Discharge from Evaporation and Transpiration
The quantity of ground water discharged from an aquifer by evaporation and transpiration depends on the climate, type of vegetation, depth to the water table, and type of rocks and soil above the water table. In most of Elk County the water level is too deep for much discharge of ground water by evaporation and transpiration; these processes are most active in the valleys, where the water table is shallow.
The total discharge of water from the area by evapotranspiration, of which the discharge of ground water makes up only a small part, can be estimated by subtracting the total runoff from the total precipitation on the area when ground-water storage remains about constant and pumpage is small. In Elk County the precipitation was about normal in 1946. The total runoff was about 116,000 acre-feet, or about 15 percent of the precipitation; hence, about 85 percent was discharged by evapotranspiration. The manner in which precipitation falls will cause considerable variation in the quantity of water discharged by evapotranspiration. The precipitation in Elk County in 1946 and 1947 was 35.37 and 36.63 inches, respectively, but the distribution in the two years was different. Total evapotranspiration during 1946 and 1947 was about 85 and 60 percent, respectively.

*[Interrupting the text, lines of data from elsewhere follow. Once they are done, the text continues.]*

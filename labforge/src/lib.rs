//! LabForge - Cloud lab provisioning engine
//!
//! This library provisions multi-node compute labs through a cloud-compute
//! API: it creates instances concurrently through a bounded worker pool,
//! retries transient provider failures with backoff, waits for each instance
//! to reach an active state (deleting and requeuing instances the provider
//! flags as errored), and records everything it builds in a durable on-disk
//! ledger so partial labs can be inspected and torn down.
//!
//! # High-Level API
//!
//! The [`orchestrator`] module provides the end-to-end entry point:
//!
//! ```ignore
//! use labforge::orchestrator::{BuildRequest, Orchestrator};
//!
//! let orchestrator = Orchestrator::new(compute, shell, ledger_path);
//! let lab = orchestrator.build(&BuildRequest::new("alpha", 5, "ubuntu")).await?;
//! ```

pub mod build;
pub mod compute;
pub mod config;
pub mod ledger;
pub mod logging;
pub mod orchestrator;
pub mod pool;
pub mod progress;
pub mod queue;
pub mod remote;
pub mod report;
pub mod retry;

/// Version of the LabForge library and CLI.
///
/// This is synchronized across all components in the workspace.
/// The version is defined in `Cargo.toml` and injected at compile time.
pub const VERSION: &str = env!("CARGO_PKG_VERSION");
//! Inventory resolution.
//!
//! Turns the operator's sizing and naming choices into concrete cloud
//! resources: a flavor with the exact RAM asked for, an image matched by
//! name fragment or id, the lab's isolated network, and the SSH keypair
//! registered with the provider.

use tracing::{debug, info};

use super::capacity;
use super::error::OrchestratorError;
use crate::compute::{as_attempt, ComputeApi, Flavor, Image, KeyPair, Network, QuotaLimits};
use crate::retry::RetryPolicy;

/// Picks the flavor with exactly `wanted_ram_mb` of RAM.
///
/// Ties are broken by the highest network throughput factor; the first
/// listed flavor wins an exact tie.
///
/// # Arguments
///
/// * `flavors` - Full flavor catalog, as listed from the provider
/// * `wanted_ram_mb` - Exact RAM size to match
///
/// # Returns
///
/// The chosen flavor, or [`FlavorNotFound`](OrchestratorError::FlavorNotFound)
/// carrying the full catalog for the operator to inspect.
pub fn pick_flavor(flavors: &[Flavor], wanted_ram_mb: u32) -> Result<&Flavor, OrchestratorError> {
    let mut best: Option<&Flavor> = None;
    for flavor in flavors.iter().filter(|f| f.ram_mb == wanted_ram_mb) {
        best = match best {
            Some(current) if current.rxtx_factor >= flavor.rxtx_factor => Some(current),
            _ => Some(flavor),
        };
    }

    match best {
        Some(flavor) => {
            debug!(
                flavor_id = %flavor.id,
                name = %flavor.name,
                rxtx = flavor.rxtx_factor,
                "Flavor selected"
            );
            Ok(flavor)
        }
        None => Err(OrchestratorError::FlavorNotFound {
            wanted_ram_mb,
            candidates: flavors.to_vec(),
        }),
    }
}

/// Picks the image whose name contains `pattern` (case-insensitive) or
/// whose id matches it exactly.
///
/// Exactly one image must match. Zero matches and multiple matches are
/// both errors that carry the relevant catalog slice, so the operator can
/// correct the pattern without a second listing call.
pub fn pick_image<'a>(images: &'a [Image], pattern: &str) -> Result<&'a Image, OrchestratorError> {
    let needle = pattern.to_lowercase();
    let matches: Vec<&Image> = images
        .iter()
        .filter(|image| image.id == pattern || image.name.to_lowercase().contains(&needle))
        .collect();

    match matches.as_slice() {
        [image] => {
            debug!(image_id = %image.id, name = %image.name, "Image selected");
            Ok(image)
        }
        [] => Err(OrchestratorError::ImageNotFound {
            pattern: pattern.to_string(),
            candidates: images.to_vec(),
        }),
        _ => Err(OrchestratorError::ImageAmbiguous {
            pattern: pattern.to_string(),
            matches: matches.into_iter().cloned().collect(),
        }),
    }
}

/// Finds the lab's isolated network by label, creating it if absent.
///
/// A label carried by more than one network means an earlier build left
/// debris behind; that is reported rather than guessed around. Creation
/// is attempted only when the quota still has network headroom.
pub async fn ensure_network<C: ComputeApi>(
    compute: &C,
    limits: &QuotaLimits,
    label: &str,
    cidr: &str,
    policy: &RetryPolicy,
) -> Result<Network, OrchestratorError> {
    let networks = policy
        .run(|_| async { as_attempt(compute.list_networks().await) })
        .await
        .map_err(|error| OrchestratorError::from_retry("listing networks", error))?;

    let mut found: Vec<Network> = networks
        .into_iter()
        .filter(|network| network.label == label)
        .collect();
    if found.len() > 1 {
        return Err(OrchestratorError::TooManyNetworks {
            label: label.to_string(),
        });
    }
    if let Some(network) = found.pop() {
        info!(network_id = %network.id, label, "Using existing network");
        return Ok(network);
    }

    if !capacity::has_network_headroom(limits) {
        return Err(OrchestratorError::NoNetworksAvailable);
    }

    let network = policy
        .run(|_| async { as_attempt(compute.create_network(label, cidr).await) })
        .await
        .map_err(|error| OrchestratorError::from_retry("creating network", error))?;
    info!(network_id = %network.id, label, cidr, "Network created");
    Ok(network)
}

/// Finds the named keypair in the provider registry, registering
/// `public_key` under that name if absent.
pub async fn ensure_keypair<C: ComputeApi>(
    compute: &C,
    name: &str,
    public_key: &str,
    policy: &RetryPolicy,
) -> Result<KeyPair, OrchestratorError> {
    let existing = policy
        .run(|_| async { as_attempt(compute.find_keypairs(name).await) })
        .await
        .map_err(|error| OrchestratorError::from_retry("listing keypairs", error))?;
    if let Some(keypair) = existing.into_iter().next() {
        debug!(name, "Keypair already registered");
        return Ok(keypair);
    }

    let keypair = policy
        .run(|_| async { as_attempt(compute.create_keypair(name, public_key).await) })
        .await
        .map_err(|error| OrchestratorError::from_retry("registering keypair", error))?;
    info!(name, "Keypair registered");
    Ok(keypair)
}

Discharge from Seeps and Springs
Most of the ground-water discharge in Elk County takes place through seeps and springs along the outcrops of the aquifers. The base flow of all perennial streams in the county is maintained by seeps and springs. The total discharge by these means was computed to be about 42,000 acre-feet per year.
Discharge from Wells
All municipal and large industrial water supplies in Elk County are obtained from surface-water sources. Ground water is withdrawn from wells for domestic and stock use. Domestic and stock wells are generally drilled or dug, but a few wells in the alluvium of Elk and Fall Rivers are driven. The yearly pumpage from wells in the county is about 110 million gallons, or about 338 acre-feet. The yield of domestic wells in Elk County ranges from as much as 50 gallons a minute for some wells in the Wreford limestone in the northwest corner of the county and in the alluvium of Elk and Fall Rivers to only a few gallons an hour from some wells in sandy shales and massive limestones.